Elle s’est diplômée d’HEC en 1997 après avoir effectué la majeure Stratégie Juridique &
Fiscale et un DESS de fiscalité internationale. Elle débute au poste de conseiller fiscaliste chez
Arthur Andersen. Son parcours chez Arthur Andersen lui permet de passer le CFPA, le CAPA, de
devenir avocate et de travailler 1 an et demi dans leur bureau de Los Angeles.
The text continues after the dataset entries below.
// SPDX-License-Identifier: MIT
// Copyright 2026 Roland Dreier <roland@rolandd.dev>

//! In-memory activity log and streak state store.
//!
//! Used for `STORE_BACKEND=memory` and by tests. Supports injected
//! latency and failures so the degraded read paths can be exercised.

use crate::db::{ActivityLogReader, ActivityLogWriter, StreakStateStore};
use crate::error::StoreError;
use crate::models::{ActivityRecord, StreakState};
use crate::time_utils::utc_day;
use async_trait::async_trait;
use chrono::NaiveDate;
use dashmap::DashMap;
use std::collections::{BTreeSet, HashMap};
use std::sync::atomic::{AtomicBool, AtomicU64, AtomicUsize, Ordering};
use std::time::Duration;

/// Process-local store implementing every storage trait.
#[derive(Default)]
pub struct MemoryStore {
    /// user_id -> activity_id -> record
    activities: DashMap<String, HashMap<String, ActivityRecord>>,
    states: DashMap<String, StreakState>,
    upserts: AtomicUsize,
    faults: Faults,
}

#[derive(Default)]
struct Faults {
    activity_reads: AtomicBool,
    state_reads: AtomicBool,
    upserts: AtomicBool,
    latency_ms: AtomicU64,
}

impl MemoryStore {
    pub fn new() -> Self {
        Self::default()
    }

    /// Write a streak state directly, bypassing the write counter.
    pub fn seed_state(&self, state: StreakState) {
        self.states.insert(state.user_id.clone(), state);
    }

    /// Current stored state, without faults or latency.
    pub fn state(&self, user_id: &str) -> Option<StreakState> {
        self.states.get(user_id).map(|s| s.clone())
    }

    /// Number of successful `upsert` calls.
    pub fn upsert_count(&self) -> usize {
        self.upserts.load(Ordering::SeqCst)
    }

    pub fn fail_activity_reads(&self, fail: bool) {
        self.faults.activity_reads.store(fail, Ordering::SeqCst);
    }

    pub fn fail_state_reads(&self, fail: bool) {
        self.faults.state_reads.store(fail, Ordering::SeqCst);
    }

    pub fn fail_upserts(&self, fail: bool) {
        self.faults.upserts.store(fail, Ordering::SeqCst);
    }

    /// Delay every store call by `latency`.
    pub fn set_latency(&self, latency: Duration) {
        self.faults
            .latency_ms
            .store(latency.as_millis() as u64, Ordering::SeqCst);
    }

    async fn simulate(&self, failing: &AtomicBool, what: &str) -> Result<(), StoreError> {
        let latency = self.faults.latency_ms.load(Ordering::SeqCst);
        if latency > 0 {
            tokio::time::sleep(Duration::from_millis(latency)).await;
        }
        if failing.load(Ordering::SeqCst) {
            return Err(StoreError::Unavailable(format!("injected {} failure", what)));
        }
        Ok(())
    }
}

#[async_trait]
impl ActivityLogReader for MemoryStore {
    async fn list_dates(
        &self,
        user_id: &str,
        since: NaiveDate,
    ) -> Result<BTreeSet<NaiveDate>, StoreError> {
        self.simulate(&self.faults.activity_reads, "activity read")
            .await?;

        Ok(self
            .activities
            .get(user_id)
            .map(|records| {
                records
                    .values()
                    .map(|r| utc_day(r.occurred_at))
                    .filter(|d| *d >= since)
                    .collect()
            })
            .unwrap_or_default())
    }
}

#[async_trait]
impl ActivityLogWriter for MemoryStore {
    async fn append(&self, record: &ActivityRecord) -> Result<(), StoreError> {
        self.activities
            .entry(record.user_id.clone())
            .or_default()
            .entry(record.activity_id.clone())
            .or_insert_with(|| record.clone());
        Ok(())
    }
}

#[async_trait]
impl StreakStateStore for MemoryStore {
    async fn get(&self, user_id: &str) -> Result<Option<StreakState>, StoreError> {
        self.simulate(&self.faults.state_reads, "state read").await?;
        Ok(self.state(user_id))
    }

    async fn upsert(&self, state: &StreakState) -> Result<(), StoreError> {
        self.simulate(&self.faults.upserts, "upsert").await?;
        self.states.insert(state.user_id.clone(), state.clone());
        self.upserts.fetch_add(1, Ordering::SeqCst);
        Ok(())
    }
}
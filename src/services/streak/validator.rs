// SPDX-License-Identifier: MIT
// Copyright 2026 Roland Dreier <roland@rolandd.dev>

//! Read path: serve the cached streak after a cheap drift check.
//!
//! Every read costs one state fetch plus one fetch of the recent window,
//! issued concurrently.
//! The window can only measure runs up to its own length; when the run
//! fills the window, a longer cached value is checked against its last
//! activity date instead.

use crate::db::{with_timeout, ActivityLogReader, StreakStateStore};
use crate::error::StreakError;
use crate::models::StreakState;
use crate::services::streak::calculator::current_streak;
use crate::services::streak::recalculator::FullRecalculator;
use crate::time_utils::lookback_start;
use chrono::NaiveDate;
use futures_util::future::join;
use std::sync::Arc;
use std::time::Duration;

/// How a read was satisfied.
#[derive(Debug, Clone, PartialEq, Eq)]
pub enum ReadOutcome {
    /// Cached state was consistent and served without a write.
    Validated,
    /// Drift (or a missing row) was repaired by a full recompute.
    Reconciled,
    /// The previously cached state was served because a fetch or
    /// recompute failed. It may be stale.
    Degraded(StreakError),
}

/// A streak read result.
#[derive(Debug, Clone, PartialEq, Eq)]
pub struct StreakRead {
    pub state: StreakState,
    pub outcome: ReadOutcome,
}

/// Why a read needs a full recompute.
#[derive(Debug, Clone, Copy, PartialEq, Eq)]
pub enum Drift {
    /// No cached row yet.
    Missing,
    /// Cached and windowed values differ by more than the tolerance.
    Exceeded { cached: u32, windowed: u32 },
}

/// Compare a cached counter against the windowed recompute.
///
/// A cached value within `tolerance` of the windowed value is always
/// consistent. A run that fills the window may extend past it, so a cached
/// value longer than the window is also accepted when it was computed at
/// most `tolerance` days ago.
pub fn detect_drift(
    cached: Option<&StreakState>,
    windowed: u32,
    today: NaiveDate,
    window_days: u32,
    tolerance: u32,
) -> Option<Drift> {
    let Some(cached) = cached else {
        return Some(Drift::Missing);
    };

    if cached.current_streak.abs_diff(windowed) <= tolerance {
        return None;
    }

    // A nonzero cached streak was computed on its last activity day, so it
    // trails the true value by the days elapsed since then.
    let saturated = windowed >= window_days && cached.current_streak > window_days;
    let lag = cached.last_activity_date.map(|d| (today - d).num_days());
    let fresh = lag.is_some_and(|lag| (0..=i64::from(tolerance)).contains(&lag));

    (!(saturated && fresh)).then_some(Drift::Exceeded {
        cached: cached.current_streak,
        windowed,
    })
}

/// Validates cached streaks and delegates to the recalculator on drift.
pub struct ConsistencyValidator {
    log: Arc<dyn ActivityLogReader>,
    store: Arc<dyn StreakStateStore>,
    recalculator: Arc<FullRecalculator>,
    window_days: u32,
    tolerance: u32,
    store_timeout: Duration,
}

impl ConsistencyValidator {
    pub fn new(
        log: Arc<dyn ActivityLogReader>,
        store: Arc<dyn StreakStateStore>,
        recalculator: Arc<FullRecalculator>,
        window_days: u32,
        tolerance: u32,
        store_timeout: Duration,
    ) -> Self {
        Self {
            log,
            store,
            recalculator,
            window_days,
            tolerance,
            store_timeout,
        }
    }

    /// Read a user's streak as of `today`.
    ///
    /// Only fails when no cached state is available to fall back on.
    pub async fn read(&self, user_id: &str, today: NaiveDate) -> Result<StreakRead, StreakError> {
        let since = lookback_start(today, self.window_days);
        let (cached, recent) = join(
            with_timeout(self.store_timeout, self.store.get(user_id)),
            with_timeout(self.store_timeout, self.log.list_dates(user_id, since)),
        )
        .await;

        let cached = cached.map_err(|e| {
            tracing::warn!(user_id, error = %e, "Streak state fetch failed");
            StreakError::TransientRead(e)
        })?;

        let recent = match recent {
            Ok(dates) => dates,
            Err(e) => {
                tracing::warn!(user_id, error = %e, "Recent activity fetch failed");
                return serve_cached(cached, StreakError::TransientRead(e));
            }
        };

        let windowed = current_streak(&recent, today);

        let drift = detect_drift(
            cached.as_ref(),
            windowed,
            today,
            self.window_days,
            self.tolerance,
        );

        match (drift, cached) {
            (None, Some(state)) => {
                tracing::debug!(user_id, windowed, "Cached streak validated");
                Ok(StreakRead {
                    state,
                    outcome: ReadOutcome::Validated,
                })
            }
            (drift, cached) => {
                tracing::info!(user_id, ?drift, windowed, "Streak drift detected");

                match self
                    .recalculator
                    .reconcile_from(user_id, today, cached.as_ref())
                    .await
                {
                    Ok(state) => Ok(StreakRead {
                        state,
                        outcome: ReadOutcome::Reconciled,
                    }),
                    Err(e) => serve_cached(cached, e),
                }
            }
        }
    }
}

/// Fall back to the cached state if there is one.
fn serve_cached(cached: Option<StreakState>, error: StreakError) -> Result<StreakRead, StreakError> {
    match cached {
        Some(state) => {
            tracing::warn!(
                user_id = %state.user_id,
                error = %error,
                "Serving possibly stale cached streak"
            );
            Ok(StreakRead {
                state,
                outcome: ReadOutcome::Degraded(error),
            })
        }
        None => Err(error),
    }
}
// SPDX-License-Identifier: MIT
// Copyright 2026 Roland Dreier <roland@rolandd.dev>

//! Database layer.
//!
//! The streak engine only sees the two boundary traits below. Firestore
//! backs them in production; [`MemoryStore`] backs them in local
//! development and tests.

pub mod firestore;
pub mod memory;

pub use firestore::FirestoreDb;
pub use memory::MemoryStore;

use crate::error::StoreError;
use crate::models::{ActivityRecord, StreakState};
use async_trait::async_trait;
use chrono::NaiveDate;
use std::collections::BTreeSet;
use std::future::Future;
use std::time::Duration;

/// Collection names as constants.
pub mod collections {
    pub const ACTIVITIES: &str = "activities";
    /// Cached streak counters (keyed by user_id)
    pub const STREAK_STATES: &str = "streak_states";
}

/// Read-only view of the append-only activity log.
#[async_trait]
pub trait ActivityLogReader: Send + Sync {
    /// Distinct UTC dates with at least one activity on or after `since`.
    async fn list_dates(
        &self,
        user_id: &str,
        since: NaiveDate,
    ) -> Result<BTreeSet<NaiveDate>, StoreError>;
}

/// Append path for the activity log. The streak engine never uses this.
#[async_trait]
pub trait ActivityLogWriter: Send + Sync {
    /// Store an activity. Writing the same `activity_id` twice is a no-op.
    async fn append(&self, record: &ActivityRecord) -> Result<(), StoreError>;
}

/// Persisted streak counters, one record per user.
#[async_trait]
pub trait StreakStateStore: Send + Sync {
    async fn get(&self, user_id: &str) -> Result<Option<StreakState>, StoreError>;

    /// Replace the record for `state.user_id`. Atomic per key.
    async fn upsert(&self, state: &StreakState) -> Result<(), StoreError>;
}

/// Run a store call, failing with [`StoreError::Timeout`] after `limit`.
pub async fn with_timeout<T, F>(limit: Duration, call: F) -> Result<T, StoreError>
where
    F: Future<Output = Result<T, StoreError>>,
{
    tokio::time::timeout(limit, call)
        .await
        .map_err(|_| StoreError::Timeout(limit))?
}
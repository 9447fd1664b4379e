// SPDX-License-Identifier: MIT
// Copyright 2026 Roland Dreier <roland@rolandd.dev>

//! Firestore integration tests.
//!
//! These tests require the Firestore emulator to be running and
//! FIRESTORE_EMULATOR_HOST to point at it. Without it they are skipped.

use std::sync::Arc;
use streak_tracker::db::{ActivityLogReader, ActivityLogWriter, FirestoreDb, StreakStateStore};
use streak_tracker::services::StreakEngine;
use streak_tracker::time_utils::FixedClock;

mod common;
use common::{activity, date, log_days, parse_time, test_db};

/// Generate a unique user ID for test isolation.
fn unique_user_id() -> String {
    use std::time::{SystemTime, UNIX_EPOCH};
    let nanos = SystemTime::now()
        .duration_since(UNIX_EPOCH)
        .unwrap()
        .as_nanos();
    format!("test-user-{}", nanos)
}

// ═══════════════════════════════════════════════════════════════════════════
// ACTIVITY LOG TESTS
// ═══════════════════════════════════════════════════════════════════════════

#[tokio::test]
async fn test_list_dates_collapses_sessions_per_day() {
    require_emulator!();

    let db = test_db().await;
    let user_id = unique_user_id();

    // Two sessions on the same UTC day plus one just before midnight
    db.append(&activity(&user_id, "a1", "2024-01-02")).await.unwrap();
    let mut evening = activity(&user_id, "a2", "2024-01-02");
    evening.occurred_at = parse_time("2024-01-02T23:59:59Z");
    db.append(&evening).await.unwrap();
    let mut after_midnight = activity(&user_id, "a3", "2024-01-03");
    after_midnight.occurred_at = parse_time("2024-01-03T00:00:00Z");
    db.append(&after_midnight).await.unwrap();

    let dates = db.list_dates(&user_id, date("2024-01-01")).await.unwrap();
    let dates: Vec<_> = dates.into_iter().collect();
    assert_eq!(dates, vec![date("2024-01-02"), date("2024-01-03")]);
}

#[tokio::test]
async fn test_list_dates_respects_lower_bound() {
    require_emulator!();

    let db = test_db().await;
    let user_id = unique_user_id();
    log_days(&db, &user_id, &["2023-12-30", "2023-12-31", "2024-01-01"]).await;

    let dates = db.list_dates(&user_id, date("2023-12-31")).await.unwrap();
    assert_eq!(dates.len(), 2);
    assert!(!dates.contains(&date("2023-12-30")));
}

#[tokio::test]
async fn test_append_is_idempotent_and_isolated_per_user() {
    require_emulator!();

    let db = test_db().await;
    let user_a = unique_user_id();
    let user_b = unique_user_id();

    let record = activity(&user_a, "shared-id", "2024-01-02");
    db.append(&record).await.unwrap();
    db.append(&record).await.unwrap();
    db.append(&activity(&user_b, "shared-id", "2024-01-03"))
        .await
        .unwrap();

    let a_dates = db.list_dates(&user_a, date("2024-01-01")).await.unwrap();
    let b_dates = db.list_dates(&user_b, date("2024-01-01")).await.unwrap();
    assert_eq!(a_dates.into_iter().collect::<Vec<_>>(), vec![date("2024-01-02")]);
    assert_eq!(b_dates.into_iter().collect::<Vec<_>>(), vec![date("2024-01-03")]);
}

#[tokio::test]
async fn test_reappend_keeps_first_write() {
    require_emulator!();

    let db = test_db().await;
    let user_id = unique_user_id();

    db.append(&activity(&user_id, "a1", "2024-01-02")).await.unwrap();

    // Same activity ID resubmitted with a different time.
    let rewritten = activity(&user_id, "a1", "2024-01-03");
    db.append(&rewritten).await.unwrap();

    let dates = db.list_dates(&user_id, date("2024-01-01")).await.unwrap();
    assert_eq!(dates.into_iter().collect::<Vec<_>>(), vec![date("2024-01-02")]);
}

// ═══════════════════════════════════════════════════════════════════════════
// STREAK STATE TESTS
// ═══════════════════════════════════════════════════════════════════════════

#[tokio::test]
async fn test_streak_state_upsert_replaces_record() {
    require_emulator!();

    let db = test_db().await;
    let user_id = unique_user_id();

    assert!(db.get(&user_id).await.unwrap().is_none());

    let mut state = common::cached_state(&user_id, 3, 5);
    state.last_activity_date = Some(date("2024-01-02"));
    db.upsert(&state).await.unwrap();

    let fetched = db.get(&user_id).await.unwrap().unwrap();
    assert_eq!(fetched, state);

    let mut replacement = common::cached_state(&user_id, 0, 5);
    replacement.updated_at = parse_time("2024-01-05T08:00:00Z");
    db.upsert(&replacement).await.unwrap();

    let fetched = db.get(&user_id).await.unwrap().unwrap();
    assert_eq!(fetched, replacement);
    assert_eq!(fetched.last_activity_date, None);
}

#[tokio::test]
async fn test_engine_reconciles_against_firestore() {
    require_emulator!();

    let db = Arc::new(test_db().await);
    let user_id = unique_user_id();
    log_days(&*db, &user_id, &["2024-01-01", "2024-01-02", "2024-01-03"]).await;

    let config = streak_tracker::config::Config::test_default();
    let clock = Arc::new(FixedClock::at_noon(date(common::TODAY)));
    let engine = StreakEngine::new(db.clone(), db.clone(), clock, &config.streak);

    let read = engine.read(&user_id, date(common::TODAY)).await.unwrap();
    assert_eq!(read.state.current_streak, 3);
    assert_eq!(read.state.longest_streak, 3);

    let stored = db.get(&user_id).await.unwrap().unwrap();
    assert_eq!(stored.current_streak, 3);
    assert_eq!(stored.last_activity_date, Some(date(common::TODAY)));
}

// ═══════════════════════════════════════════════════════════════════════════
// OFFLINE MODE
// ═══════════════════════════════════════════════════════════════════════════

#[tokio::test]
async fn test_mock_db_reports_offline() {
    use streak_tracker::error::StoreError;

    let db = FirestoreDb::new_mock();

    assert_eq!(db.get("u1").await, Err(StoreError::Offline));
    assert_eq!(
        db.append(&activity("u1", "a1", "2024-01-01")).await,
        Err(StoreError::Offline)
    );
}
Elle décide après la naissance de son premier enfant de faire un changement et ressent le
besoin de donner du sens à sa carrière professionnelle. Elle pourrait se reconvertir comme fiscaliste
en entreprise mais préfère se réorienter complètement. Elle se replonge dans son expérience
d’étudiante HEC dans l’association Solidarité Népal, reprend contact avec des anciens HEC qui
travaillent dans des ONG et réalise qu’elle préfèrerait travailler dans ce domaine. Au cours de ses
recherches, Estelle Lauvergne postule pour un poste à la Fondation de France. Pendant 5 ans, elle
est en charge de fondations abritées par la Fondation de France. Elle rejoint ensuite IMS –
Entreprendre pour la Cité, où elle est aujourd’hui Responsable de Projets Entreprises au sein du
Pôle Partenariats de Solidarité. Toutes ces années passées à la Fondation de France et à l’IMS ont
permis à Estelle Lauvergne d’acquérir une excellente connaissance du monde du mécénat en France
et des différents types de fondations.
Les Fondations en France
Trois types de fondations
Le premier type regroupe les fondations reconnues d’utilité publique, agrées par le Ministère
de l’Intérieur. Il en existe environ 500 en France, telles que la Fondation des Hôpitaux de ParisHôpitaux de France (Opération Pièces Jaunes), l’Institut Pasteur ou la Fondation des Orphelins
Apprentis d’Auteuil. Elles sont adaptées aux gros financements et opérationnelles le plus souvent.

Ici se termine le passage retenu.